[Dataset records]

'''

//! Crawler module for fetching and orchestrating the harvest
//!
//! This module contains the core collection logic, including:
//! - HTTP fetching with bounded retry
//! - The people, posts and comments fetchers
//! - Person detail enrichment
//! - Run coordination and the completion barrier

mod barrier;
mod coordinator;
mod enricher;
mod fetcher;
mod resources;
mod retry;
mod transport;

pub use barrier::{BarrierResult, CompletionBarrier};
pub use coordinator::Coordinator;
pub use enricher::{DetailEnricher, DetailSource, Enrichment, FailedDetail};
pub use fetcher::{FetchClient, FetchResponse};
pub use resources::{PageFetch, PageSource, SourceApi};
pub use retry::Backoff;
pub use transport::{
    build_http_client, HttpResponse, ReqwestTransport, RequestHeaders, Transport, TransportError,
};

use crate::config::Config;
use crate::output::{Publisher, RunSummary};
use crate::HarvestError;

/// Runs a complete harvest
///
/// This is the main entry point for a run. It will:
/// 1. Build the HTTP client and source API from the configuration
/// 2. Launch one unit per (page, kind) pair
/// 3. Publish every retrieved record through `publisher`
/// 4. Join all units and return their aggregated outcomes
///
/// # Returns
///
/// * `Ok(RunSummary)` - Every unit finished (individual units may have failed)
/// * `Err(HarvestError)` - The run could not be set up
pub async fn harvest(config: &Config, publisher: Publisher) -> Result<RunSummary, HarvestError> {
    let coordinator = Coordinator::from_config(config, publisher)?;
    Ok(coordinator.run().await)
}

'''

▶ [Exercise instructions]: Transcribe every record above so that nothing differs from the original.

▶ [Response for this exercise]:
//! Crawler module for fetching and orchestrating the harvest
//!
//! This module contains the core collection logic, including:
//! - HTTP fetching with bounded retry
//! - The people, posts and comments fetchers
//! - Person detail enrichment
//! - Run coordination and the completion barrier

mod barrier;
mod coordinator;
mod enricher;
mod fetcher;
mod resources;
mod retry;
mod transport;

pub use barrier::{BarrierResult, CompletionBarrier};
pub use coordinator::Coordinator;
pub use enricher::{DetailEnricher, DetailSource, Enrichment, FailedDetail};
pub use fetcher::{FetchClient, FetchResponse};
pub use resources::{PageFetch, PageSource, SourceApi};
pub use retry::Backoff;
pub use transport::{
    build_http_client, HttpResponse, ReqwestTransport, RequestHeaders, Transport, TransportError,
};

use crate::config::Config;
use crate::output::{Publisher, RunSummary};
use crate::HarvestError;

/// Runs a complete harvest
///
/// This is the main entry point for a run. It will:
/// 1. Build the HTTP client and source API from the configuration
/// 2. Launch one unit per (page, kind) pair
/// 3. Publish every retrieved record through `publisher`
/// 4. Join all units and return their aggregated outcomes
///
/// # Returns
///
/// * `Ok(RunSummary)` - Every unit finished (individual units may have failed)
/// * `Err(HarvestError)` - The run could not be set up
pub async fn harvest(config: &Config, publisher: Publisher) -> Result<RunSummary, HarvestError> {
    let coordinator = Coordinator::from_config(config, publisher)?;
    Ok(coordinator.run().await)
}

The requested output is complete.